Selol (Se IV) modulates adhesive molecules in control and TNF-α-stimulated HMEC-1 cells

• Published in: Journal of trace elements in medicine and biology Vol. 51; pp. 106 - 114
• Main Authors: Grosicka-Maciąg, Emilia, Kurpios-Piec, Dagmara, Woźniak, Katarzyna, Kowalewski, Cezary, Szumiło, Maria, Drela, Nadzieja, Kiernozek, Ewelina, Suchocki, Piotr, Rahden-Staroń, Iwonna
• Format: Journal Article
• Language: English
• Published: Germany Elsevier GmbH 01.01.2019
• Subjects: Adhesion molecules; Cell Adhesion Molecules - biosynthesis; Cell Proliferation - drug effects; Cell Survival - drug effects; Cells, Cultured; Dose-Response Relationship, Drug; Endothelial Cells - drug effects; Endothelial Cells - metabolism; Humans; Inflammation - drug therapy; Inflammation - metabolism; Molecular Structure; NF-B; Reactive oxygen species; Selenium Compounds - chemistry; Selenium Compounds - pharmacology; Selol; Structure-Activity Relationship; TNF-α; Tumor Necrosis Factor-alpha - metabolism; Adhesion molecules; NF-B; Reactive oxygen species; TNF-α; Selol
• ISSN: 0946-672X; 1878-3252
• DOI: 10.1016/j.jtemb.2018.10.005

[Display omitted] •Selol in HMEC-1 cells shows a pro-inflammatory activity in parallel with effects on CAMs expression on the cell surface.•Selol in HMEC-1 cells activates NF-κB.•Selol in HMEC-1 cells downregules PECAM-1, VCAM-1 and upregulates ICAM-1 expression on cell surface of control cells.•Selol in HMEC-1 cells enhances ICAM-1 and VCAM-1 expression level when is present concomitantly with TNF-α. Selol, an organic selenitetrigliceride formulation containing selenium at +4 oxidation level, has been suggested as anticancer drug.
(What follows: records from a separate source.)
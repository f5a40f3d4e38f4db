//! [`Config`]-related definitions.

use std::path::PathBuf;

use config::{builder::DefaultState, ConfigBuilder, ConfigError};
use derive_more::{Display, Error};
use secrecy::SecretBox;
use serde::Deserialize;
use service::{
    domain::{
        session::{Credentials, Password},
        user,
    },
    generator, snapshot,
};
use smart_default::SmartDefault;

/// Application configuration.
#[derive(Clone, Debug, Default, Deserialize)]
pub struct Config {
    /// Storage configuration.
    #[serde(default)]
    pub storage: Storage,

    /// Dataset configuration.
    #[serde(default)]
    pub dataset: Dataset,

    /// Authentication configuration.
    #[serde(default)]
    pub auth: Auth,

    /// Log configuration.
    #[serde(default)]
    pub log: Log,
}

impl Config {
    /// Creates a new [`Config`] by:
    /// - loading it from the provided `path` (if any);
    /// - merging it with the environment variables (if any);
    /// - using default values for missing fields.
    ///
    /// # Errors
    ///
    /// Returns an error if the configuration is invalid.
    pub fn new(path: impl AsRef<str>) -> Result<Self, ConfigError> {
        ConfigBuilder::<DefaultState>::default()
            .add_source(config::File::with_name(path.as_ref()).required(false))
            .add_source(config::Environment::with_prefix("CONF").separator("."))
            .build()?
            .try_deserialize()
    }

    /// Builds a [`service::Config`] out of this [`Config`].
    ///
    /// # Errors
    ///
    /// If the configured [`Auth`] credentials are malformed.
    pub fn service(&self) -> Result<service::Config, InvalidCredentials> {
        Ok(service::Config {
            schema_version: snapshot::Version::new(
                self.dataset.schema_version,
            ),
            dataset: self.dataset.into(),
            credentials: Credentials::try_from(&self.auth)?,
        })
    }
}

/// Storage configuration.
#[derive(Clone, Debug, Deserialize, SmartDefault)]
#[serde(default)]
pub struct Storage {
    /// Directory to keep the stored entries in.
    #[default(PathBuf::from(".directory"))]
    pub path: PathBuf,
}

/// Dataset configuration.
///
/// Missing fields default to the [`generator::Config`] and
/// [`snapshot::Version`] defaults.
#[derive(Clone, Copy, Debug, Deserialize)]
#[serde(default)]
pub struct Dataset {
    /// Seed of the generated users.
    pub seed: u32,

    /// Number of the generated users.
    pub count: u32,

    /// Schema version of the stored users.
    ///
    /// Bumping it regenerates the stored users.
    pub schema_version: u32,
}

impl Default for Dataset {
    fn default() -> Self {
        let generator::Config { seed, count } = generator::Config::default();
        Self {
            seed,
            count,
            schema_version: snapshot::Version::default().get(),
        }
    }
}

impl From<Dataset> for generator::Config {
    fn from(value: Dataset) -> Self {
        let Dataset {
            seed,
            count,
            schema_version: _,
        } = value;
        Self { seed, count }
    }
}

/// Authentication configuration.
#[derive(Clone, Debug, Deserialize, SmartDefault)]
#[serde(default)]
pub struct Auth {
    /// E-mail to sign in with.
    #[default("user@lendsqr.com".to_owned())]
    pub email: String,

    /// Password to sign in with.
    #[default("password".to_owned())]
    pub password: String,
}

impl TryFrom<&Auth> for Credentials {
    type Error = InvalidCredentials;

    fn try_from(auth: &Auth) -> Result<Self, Self::Error> {
        let email = user::Email::new(auth.email.trim().to_lowercase())
            .ok_or(InvalidCredentials)?;
        let password =
            Password::new(auth.password.as_str()).ok_or(InvalidCredentials)?;
        Ok(Self {
            email,
            password: SecretBox::new(Box::new(password)),
        })
    }
}

/// Error of malformed [`Auth`] credentials.
#[derive(Clone, Copy, Debug, Display, Error)]
#[display("`auth.email` must be an e-mail and `auth.password` must have 6 \
           to 128 characters")]
pub struct InvalidCredentials;

/// Log configuration.
#[derive(Clone, Copy, Debug, Default, Deserialize)]
#[serde(default)]
pub struct Log {
    /// Log level.
    pub level: LogLevel,
}

/// Log level.
#[derive(Clone, Copy, Debug, Default, Deserialize)]
#[serde(rename_all = "SCREAMING_SNAKE_CASE")]
pub enum LogLevel {
    /// Designates very low priority, often extremely verbose, information.
    Trace,

    /// Designates lower priority information.
    Debug,

    /// Designates useful information.
    Info,

    /// Designates hazardous situations.
    #[default]
    Warn,

    /// Designates very serious errors.
    Error,
}

impl From<LogLevel> for tracing::Level {
    fn from(value: LogLevel) -> Self {
        match value {
            LogLevel::Trace => Self::TRACE,
            LogLevel::Debug => Self::DEBUG,
            LogLevel::Info => Self::INFO,
            LogLevel::Warn => Self::WARN,
            LogLevel::Error => Self::ERROR,
        }
    }
}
One of the causes of several diseases including cancer may be inflammation. This study aimed at determining the activity of Selol via measuring its effect on reactive oxygen species (ROS) generation, nuclear factor kappa B (NF-κB) activation, intercellular cell adhesion molecules-1 (ICAM-1), vascular cell adhesive molecule-1 (VCAM-1), and plateled-endothelial cell adhesive molecule-1 (PECAM-1) levels on control and on tumor necrosis factor-α (TNF-α)-stimulated human microvascular endothelial cells (HMEC-1). Cells were treated either with Selol 5% (4 or 8 μgSe/mL) or TNF-α (10 ng/mL) alone or with Selol concomitant with TNF-α. Selol treatment resulted in ROS generation, activation of NF-κB, downregulation of PECAM-1, VCAM-1 and slight upregulation ICAM-1 expression on the cell surface. TNF-α treatment reflected in sharp NF-κB activation, upregulation of both ICAM-1 and VCAM-1 in parallel with the downregulation of PECAM-1 expression on cell surface. Exposure to both compounds upregulated ICAM-1 and VCAM-1, downregulated PECAM-1 level on cell surface in parallel with no changes in level of NF-κB activation as compared with effects mediated by TNF-α alone. These results points to new look at Selol action since it shows a pro-inflammatory activity in parallel with effects on CAMs expression on the cell surface of human microvascular endothelial cells. However, since Selol enhances CAMs expression level when is present concomitantly with TNF-α this fact might suggest that selenium present in the condition of inflammation will make it worse.